(ANNANDALE-on-HUDSON, N.Y.) – The Hannah Arendt Center for Politics and Humanities at Bard College is presenting a special concert series titled Music in the Holocaust, Jewish Identity and Cosmopolitanism, featuring music composed and performed by Jewish prisoners in Nazi territories during World War II, on Saturday, April 20, and Saturday, April 27, 2013. Both concerts will be held at 7 p.m. at Olin Hall on the Bard Campus. Admission is free and open to the public and no reservations are necessary.

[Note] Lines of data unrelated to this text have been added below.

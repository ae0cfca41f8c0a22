//! Diagnostic log drain.
//!
//! Empties the device log ring into a blocking text sink (USB-serial
//! console on the board, stderr in the simulator). Runs in the lowest
//! priority task; nothing upstream ever waits on it.
//!
//! # Output
//!
//! ```text
//! [     12345] INFO: mode WAITING -> COLLECTING
//! [     12400] WARN: dropped 3 log messages
//! ```

use core::fmt::Write;

use crate::device::DeviceState;
use crate::logging::LogEntry;

/// How often dropped-message and anomaly summaries are emitted.
pub const REPORT_PERIOD_MS: u64 = 10_000;

/// Format log entry as `[timestamp_ms] LEVEL: message\n`.
pub fn format_log_entry<W: Write>(entry: &LogEntry, out: &mut W) -> core::fmt::Result {
    writeln!(
        out,
        "[{:10}] {}: {}",
        entry.timestamp_ms,
        entry.level.as_str(),
        entry.text()
    )
}

/// Drain state.
pub struct LogDrain {
    last_report_ms: u64,
}

impl LogDrain {
    pub const fn new() -> Self {
        Self { last_report_ms: 0 }
    }

    /// Write every pending entry to `out`, plus a periodic summary of
    /// dropped messages and the last anomaly.
    ///
    /// Returns the number of entries written.
    pub fn drain<W: Write>(&mut self, now_ms: u64, device: &DeviceState, out: &mut W) -> usize {
        let mut written = 0;

        while let Some(entry) = device.log.drain() {
            let _ = format_log_entry(&entry, out);
            written += 1;
        }

        if now_ms.saturating_sub(self.last_report_ms) >= REPORT_PERIOD_MS {
            let dropped = device.log.dropped();
            if dropped > 0 {
                let _ = writeln!(out, "[{:10}] WARN: dropped {} log messages", now_ms, dropped);
                device.log.reset_dropped();
            }

            if let Some(fault) = device.faults.take() {
                let _ = writeln!(
                    out,
                    "[{:10}] WARN: last anomaly {} ({}), {} since boot",
                    now_ms,
                    fault.code.as_str(),
                    fault.data,
                    fault.count
                );
            }

            self.last_report_ms = now_ms;
        }

        written
    }
}

impl Default for LogDrain {
    fn default() -> Self {
        Self::new()
    }
}

#[cfg(test)]
mod tests {
    use super::*;
    use crate::fault::FaultCode;
    use crate::logging::{LogLevel, MAX_MSG_LEN};

    #[test]
    fn test_format_log_entry() {
        let entry = LogEntry {
            timestamp_ms: 1234567,
            level: LogLevel::Info,
            len: 11,
            msg: {
                let mut msg = [0u8; MAX_MSG_LEN];
                msg[..11].copy_from_slice(b"Hello world");
                msg
            },
        };

        let mut out = String::new();
        format_log_entry(&entry, &mut out).unwrap();

        assert!(out.contains("1234567"));
        assert!(out.contains("INFO"));
        assert!(out.contains("Hello world"));
        assert!(out.ends_with('\n'));
    }

    #[test]
    fn test_format_truncated_message() {
        let entry = LogEntry {
            timestamp_ms: 999,
            level: LogLevel::Error,
            len: 5,
            msg: {
                let mut msg = [0u8; MAX_MSG_LEN];
                msg[..10].copy_from_slice(b"TEST12345X"); // Only first 5 used
                msg
            },
        };

        let mut out = String::new();
        format_log_entry(&entry, &mut out).unwrap();

        assert!(out.contains("ERROR"));
        assert!(out.contains("TEST1"));
        assert!(!out.contains('X'));
    }

    #[test]
    fn test_drain_reports_anomaly() {
        let device = DeviceState::new();
        device.log.push(5, LogLevel::Info, b"hello");
        device.faults.record(FaultCode::InputOverflow, 17);

        let mut drain = LogDrain::new();
        let mut out = String::new();
        assert_eq!(drain.drain(REPORT_PERIOD_MS, &device, &mut out), 1);

        assert!(out.contains("hello"));
        assert!(out.contains("input overflow (17)"));
        assert!(!device.faults.is_active());
    }
}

“Nationalism, Continuity, and Creativity: Music of Warsaw, Lodz and other Eastern Ghettoes” will be performed on Saturday, April 20, and will include Robert Cuckson’s 2003 song cycle, “Der Gayst funem Shturem” (The Spirit of the Storm), with text taken from the poems of ghetto survivor Binem Heller. It will be performed in Yiddish by mezzo-soprano Malena Dayen, with piano accompaniment by David Rosenmeyer, the couple for whom Cuckson composed this cycle. The Warsaw Ghetto song cycle is informed by the rift within Jewry itself between Western and Eastern European models of Jewish accommodation and Jewish being in the modern world, a recurrent theme in Arendt’s Jewish writings. The musical performances are all, each in their own way, an expression of this internal struggle within the larger Jewish community during the Holocaust. There will be a panel discussion with Cuckson and others immediately following the performance.

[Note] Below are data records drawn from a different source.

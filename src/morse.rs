//! Morse pulse encoder.
//!
//! Pure logic, no hardware dependencies. Turns a line of host text into a
//! lazy sequence of timed pulses. Rendering lives in `output`.
//!
//! # Alphabet
//!
//! | input          | pulse                              |
//! |----------------|------------------------------------|
//! | `.`            | tone 1 unit, silence 1 unit        |
//! | `-`            | tone 3 units, silence 1 unit       |
//! | `' '`          | silence 3 units (letter gap)       |
//! | `"  "`         | silence 7 units (word gap)         |
//! | `\n`, `\r`     | end of message                     |
//! | anything else  | shown literally, silence 1 unit    |

/// Units of tone for a dot.
pub const DOT_UNITS: u32 = 1;
/// Units of tone for a dash.
pub const DASH_UNITS: u32 = 3;
/// Units of silence after every dot or dash.
pub const ELEMENT_GAP_UNITS: u32 = 1;
/// Units of silence for a single space.
pub const LETTER_GAP_UNITS: u32 = 3;
/// Units of silence for a double space.
pub const WORD_GAP_UNITS: u32 = 7;
/// Units of silence for a literal pass-through byte.
pub const LITERAL_UNITS: u32 = 1;

/// Playback timing.
#[derive(Clone, Copy, Debug, PartialEq, Eq)]
pub struct Timing {
    /// Length of one Morse unit in milliseconds.
    pub unit_ms: u32,
    /// Buzzer pitch for tone pulses.
    pub tone_hz: u32,
}

impl Default for Timing {
    fn default() -> Self {
        Self {
            unit_ms: crate::config::DEFAULT_UNIT_MS,
            tone_hz: crate::config::DEFAULT_TONE_HZ,
        }
    }
}

impl Timing {
    /// Duration of `units` in milliseconds.
    #[inline]
    pub fn ms(&self, units: u32) -> u32 {
        units.saturating_mul(self.unit_ms)
    }
}

/// What a pulse represents.
#[derive(Clone, Copy, Debug, PartialEq, Eq)]
pub enum Symbol {
    Dot,
    Dash,
    /// Silence separating two dots/dashes.
    ElementGap,
    LetterGap,
    WordGap,
    /// Byte outside the alphabet, passed through to the display.
    Literal(u8),
}

impl Symbol {
    /// Byte to show on the display for this pulse, if any.
    pub fn glyph(self) -> Option<u8> {
        match self {
            Symbol::Dot => Some(b'.'),
            Symbol::Dash => Some(b'-'),
            Symbol::LetterGap | Symbol::WordGap => Some(b' '),
            Symbol::Literal(b) => Some(b),
            Symbol::ElementGap => None,
        }
    }
}

/// One timed step of playback.
#[derive(Clone, Copy, Debug, PartialEq, Eq)]
pub struct Pulse {
    pub symbol: Symbol,
    /// Buzzer and LED on for the whole pulse.
    pub tone: bool,
    pub units: u32,
}

impl Pulse {
    const fn tone(symbol: Symbol, units: u32) -> Self {
        Self { symbol, tone: true, units }
    }

    const fn silence(symbol: Symbol, units: u32) -> Self {
        Self { symbol, tone: false, units }
    }
}

/// Lazy pulse iterator over a text line.
///
/// # Example
///
/// ```
/// use morse_gesture_link::morse::encode;
///
/// let units: Vec<u32> = encode(b".- .-").map(|p| p.units).collect();
/// assert_eq!(units, [1, 1, 3, 1, 3, 1, 1, 3, 1]);
/// ```
#[derive(Clone, Debug)]
pub struct Encoder<'a> {
    text: &'a [u8],
    pos: usize,
    /// Gap owed after the tone just emitted.
    pending_gap: bool,
}

/// Encode `text` into pulses.
pub fn encode(text: &[u8]) -> Encoder<'_> {
    Encoder {
        text,
        pos: 0,
        pending_gap: false,
    }
}

impl<'a> Iterator for Encoder<'a> {
    type Item = Pulse;

    fn next(&mut self) -> Option<Pulse> {
        if self.pending_gap {
            self.pending_gap = false;
            return Some(Pulse::silence(Symbol::ElementGap, ELEMENT_GAP_UNITS));
        }

        let byte = *self.text.get(self.pos)?;
        self.pos += 1;

        let pulse = match byte {
            b'.' => {
                self.pending_gap = true;
                Pulse::tone(Symbol::Dot, DOT_UNITS)
            }
            b'-' => {
                self.pending_gap = true;
                Pulse::tone(Symbol::Dash, DASH_UNITS)
            }
            b' ' if self.text.get(self.pos) == Some(&b' ') => {
                self.pos += 1;
                Pulse::silence(Symbol::WordGap, WORD_GAP_UNITS)
            }
            b' ' => Pulse::silence(Symbol::LetterGap, LETTER_GAP_UNITS),
            b'\n' | b'\r' => {
                self.pos = self.text.len();
                return None;
            }
            other => Pulse::silence(Symbol::Literal(other), LITERAL_UNITS),
        };

        Some(pulse)
    }
}

/// Total length of `text` in units.
pub fn total_units(text: &[u8]) -> u32 {
    encode(text).map(|p| p.units).sum()
}

/// Number of tone pulses in `text`.
pub fn tone_count(text: &[u8]) -> usize {
    encode(text).filter(|p| p.tone).count()
}

#[cfg(test)]
mod tests {
    use super::*;

    #[test]
    fn test_dot_then_gap() {
        let pulses: Vec<Pulse> = encode(b".").collect();
        assert_eq!(
            pulses,
            [
                Pulse::tone(Symbol::Dot, 1),
                Pulse::silence(Symbol::ElementGap, 1)
            ]
        );
    }

    #[test]
    fn test_double_space_is_one_word_gap() {
        let pulses: Vec<Pulse> = encode(b"  ").collect();
        assert_eq!(pulses, [Pulse::silence(Symbol::WordGap, 7)]);
    }

    #[test]
    fn test_triple_space() {
        let units: Vec<u32> = encode(b"   ").map(|p| p.units).collect();
        assert_eq!(units, [7, 3]);
    }

    #[test]
    fn test_terminator_stops() {
        assert_eq!(total_units(b".\n-"), 2);
        assert_eq!(total_units(b"-\r\n."), 4);
    }

    #[test]
    fn test_literal_passthrough() {
        let pulses: Vec<Pulse> = encode(b"A").collect();
        assert_eq!(pulses, [Pulse::silence(Symbol::Literal(b'A'), 1)]);
        assert_eq!(pulses[0].symbol.glyph(), Some(b'A'));
    }

    #[test]
    fn test_timing_ms() {
        let t = Timing { unit_ms: 100, tone_hz: 700 };
        assert_eq!(t.ms(DASH_UNITS), 300);
        assert_eq!(t.ms(WORD_GAP_UNITS), 700);
    }
}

The final concert on Saturday, April 27, “Kurt Weill and the Modernist Migration: Music of Weill and Other Emigres” will focus on the work of Weill and his contribution to the American Songbook, as well as the reverberations of the Weimar cultural legacy in the United States. Weill was a resident of the Hudson Valley during his last decade and was an important figure in the German-Jewish exile community that took root in New York and Hollywood. The evening will feature songs from several of Weill’s American musicals including “Knickerbocker Holiday” (set in the colonial Dutch Hudson Valley) and the 1941 musical “Lady in the Dark,” as well as several of Weill’s works from his collaboration with Brecht. The lecture will touch upon the legacy of the Weimar Republic, the setting in which Weill’s collaboration with Bertolt Brecht took place, and its role in creating a culture that diverged from both the universalizing humanist and romantic nationalist strains of German cultural identity.

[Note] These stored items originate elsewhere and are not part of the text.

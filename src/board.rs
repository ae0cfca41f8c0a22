//! ESP32-S3 board wiring.
//!
//! Pin map:
//! - GPIO0  primary button (active low, falling-edge interrupt)
//! - GPIO14 secondary button (active low, falling-edge interrupt)
//! - GPIO2  status LED
//! - GPIO17 buzzer (LEDC timer 0, channel 0)
//! - GPIO8/9 I2C SDA/SCL to the ICM-42670
//! - GPIO4/5 UART1 TX/RX host link, 115200 8N1
//!
//! The text display is mirrored to the USB console.

use std::sync::Mutex;
use std::thread;

use esp_idf_svc::hal::delay::{FreeRtos, NON_BLOCK};
use esp_idf_svc::hal::gpio::{AnyIOPin, Gpio2, InterruptType, Output, PinDriver, Pull};
use esp_idf_svc::hal::i2c::{I2cConfig, I2cDriver};
use esp_idf_svc::hal::ledc::config::TimerConfig;
use esp_idf_svc::hal::ledc::{LedcDriver, LedcTimerDriver};
use esp_idf_svc::hal::peripherals::Peripherals;
use esp_idf_svc::hal::uart::config::Config as UartConfig;
use esp_idf_svc::hal::uart::{UartDriver, UartRxDriver, UartTxDriver};
use esp_idf_svc::hal::units::Hertz;
use esp_idf_svc::sys::{self as esp_idf_sys, EspError};

use morse_gesture_link::hal::{Icm42670, Icm42670Config, Panel};
use morse_gesture_link::link::LinkError;
use morse_gesture_link::{on_button_edge, Button, LinkFramer, LinkTx, Surface, DEVICE, VERSION};

use crate::tasks;

const TASK_STACK: usize = 8 * 1024;
const STARTUP_SETTLE_MS: u32 = 300;
const BUTTON_REARM_MS: u32 = 20;

/// Boot failure.
#[derive(Debug)]
pub enum BootError {
    /// Peripheral driver setup failed
    Driver(EspError),
    /// Task could not be created
    Spawn(std::io::Error),
}

impl From<EspError> for BootError {
    fn from(e: EspError) -> Self {
        Self::Driver(e)
    }
}

impl From<std::io::Error> for BootError {
    fn from(e: std::io::Error) -> Self {
        Self::Spawn(e)
    }
}

impl core::fmt::Display for BootError {
    fn fmt(&self, f: &mut core::fmt::Formatter<'_>) -> core::fmt::Result {
        match self {
            Self::Driver(e) => write!(f, "driver: {}", e),
            Self::Spawn(e) => write!(f, "spawn: {}", e),
        }
    }
}

fn now_ms() -> u64 {
    // SAFETY: plain read of the system timer, ISR-safe.
    (unsafe { esp_idf_sys::esp_timer_get_time() } / 1000) as u64
}

/// LED, buzzer and console-mirrored display.
struct BoardPanel {
    led: PinDriver<'static, Gpio2, Output>,
    buzzer: LedcDriver<'static>,
}

impl Panel for BoardPanel {
    fn set_indicator(&mut self, on: bool) {
        let _ = if on {
            self.led.set_high()
        } else {
            self.led.set_low()
        };
    }

    fn clear_surface(&mut self) {
        println!("[display] --");
    }

    fn write_glyph(&mut self, text: &str) {
        println!("[display] {}", text);
    }

    fn play_tone(&mut self, frequency_hz: u32, duration_ms: u32) {
        if frequency_hz == 0 {
            FreeRtos::delay_ms(duration_ms);
            return;
        }

        // SAFETY: timer 0 is configured and owned by this driver.
        unsafe {
            esp_idf_sys::ledc_set_freq(
                esp_idf_sys::ledc_mode_t_LEDC_LOW_SPEED_MODE,
                esp_idf_sys::ledc_timer_t_LEDC_TIMER_0,
                frequency_hz,
            );
        }
        let half = self.buzzer.get_max_duty() / 2;
        let _ = self.buzzer.set_duty(half);
        FreeRtos::delay_ms(duration_ms);
        let _ = self.buzzer.set_duty(0);
    }
}

/// UART host link. UART has no presence detect, so it always reports
/// connected; write failures still surface as `LinkDown`.
struct BoardLink {
    tx: Mutex<UartTxDriver<'static>>,
}

impl LinkTx for BoardLink {
    fn is_connected(&self) -> bool {
        true
    }

    fn write(&self, bytes: &[u8]) -> Result<(), LinkError> {
        let mut tx = self.tx.lock().map_err(|_| LinkError::NotConnected)?;
        let mut rest = bytes;
        while !rest.is_empty() {
            match tx.write(rest) {
                Ok(n) if n > 0 => rest = &rest[n..],
                _ => return Err(LinkError::Incomplete),
            }
        }
        Ok(())
    }
}

/// USB console sink for the log drain.
struct Console;

impl core::fmt::Write for Console {
    fn write_str(&mut self, s: &str) -> core::fmt::Result {
        print!("{}", s);
        Ok(())
    }
}

fn link_rx_task(mut rx: UartRxDriver<'static>, link: &'static BoardLink) -> ! {
    let mut framer = LinkFramer::new();
    let mut buf = [0u8; 64];
    loop {
        match rx.read(&mut buf, NON_BLOCK) {
            Ok(n) if n > 0 => {
                framer.receive(&buf[..n], now_ms(), &DEVICE, link);
            }
            _ => FreeRtos::delay_ms(10),
        }
    }
}

/// Bring up the board and start every task. Only returns on failure.
pub fn run() -> Result<(), BootError> {
    esp_idf_sys::link_patches();
    FreeRtos::delay_ms(STARTUP_SETTLE_MS);
    morse_gesture_link::diag_info!(DEVICE.log, now_ms(), "{}", VERSION);

    let peripherals = Peripherals::take()?;
    let pins = peripherals.pins;

    // Feedback surface
    let led = PinDriver::output(pins.gpio2)?;
    let timer = LedcTimerDriver::new(
        peripherals.ledc.timer0,
        &TimerConfig::default().frequency(Hertz(700)),
    )?;
    let mut buzzer = LedcDriver::new(peripherals.ledc.channel0, timer, pins.gpio17)?;
    buzzer.set_duty(0)?;
    let surface: &'static Surface<BoardPanel> =
        Box::leak(Box::new(Surface::new(BoardPanel { led, buzzer })));

    // Host link
    let uart = UartDriver::new(
        peripherals.uart1,
        pins.gpio4,
        pins.gpio5,
        Option::<AnyIOPin>::None,
        Option::<AnyIOPin>::None,
        &UartConfig::default().baudrate(Hertz(115_200)),
    )?;
    let (tx, rx) = uart.into_split();
    let link: &'static BoardLink = Box::leak(Box::new(BoardLink { tx: Mutex::new(tx) }));

    // Motion sensor
    let i2c = I2cDriver::new(
        peripherals.i2c0,
        pins.gpio8,
        pins.gpio9,
        &I2cConfig::new().baudrate(Hertz(400_000)),
    )?;
    let imu = Icm42670::new(i2c, FreeRtos, Icm42670Config::default());

    // Buttons
    let mut primary = PinDriver::input(pins.gpio0)?;
    primary.set_pull(Pull::Up)?;
    primary.set_interrupt_type(InterruptType::NegEdge)?;
    let mut secondary = PinDriver::input(pins.gpio14)?;
    secondary.set_pull(Pull::Up)?;
    secondary.set_interrupt_type(InterruptType::NegEdge)?;

    // SAFETY: the callbacks only touch atomics in DEVICE.
    unsafe {
        primary.subscribe(|| {
            on_button_edge(&DEVICE, Button::Primary, now_ms());
        })?;
        secondary.subscribe(|| {
            on_button_edge(&DEVICE, Button::Secondary, now_ms());
        })?;
    }

    thread::Builder::new()
        .name("output".into())
        .stack_size(TASK_STACK)
        .spawn(move || tasks::output_task(&DEVICE, surface, link, FreeRtos, now_ms))?;
    thread::Builder::new()
        .name("motion".into())
        .stack_size(TASK_STACK)
        .spawn(move || tasks::motion_task(&DEVICE, imu, surface, link, FreeRtos, now_ms))?;
    thread::Builder::new()
        .name("link-rx".into())
        .stack_size(TASK_STACK)
        .spawn(move || link_rx_task(rx, link))?;
    thread::Builder::new()
        .name("status".into())
        .stack_size(TASK_STACK)
        .spawn(move || tasks::status_task(&DEVICE, surface, link, FreeRtos, now_ms))?;
    thread::Builder::new()
        .name("log".into())
        .stack_size(TASK_STACK)
        .spawn(move || tasks::log_task(&DEVICE, Console, FreeRtos, now_ms))?;

    // The GPIO driver disarms after each edge; re-arming on a slow cadence
    // doubles as debounce.
    loop {
        primary.enable_interrupt()?;
        secondary.enable_interrupt()?;
        FreeRtos::delay_ms(BUTTON_REARM_MS);
    }
}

These concerts are part of the effort by the Hannah Arendt Center for Politics and Humanities at Bard College to meaningfully broaden dialogue around German-Jewish thinker Hannah Arendt’s deep and lifelong engagement with questions of Jewish being in the modern world. These evenings will take music from the world from which Hannah Arendt came to the world in which, along with her fellow German-Jewish exiles, she found refuge.
This series is co-sponsored by the Bard Jewish Student Organization, Jewish Studies Program, Bard College Music Program, Bard College Historical Studies Program, and the Hannah Arendt Center and is made possible through the generosity of a grant from the Bertha Effron Fund of the Community Foundation of the Hudson Valley.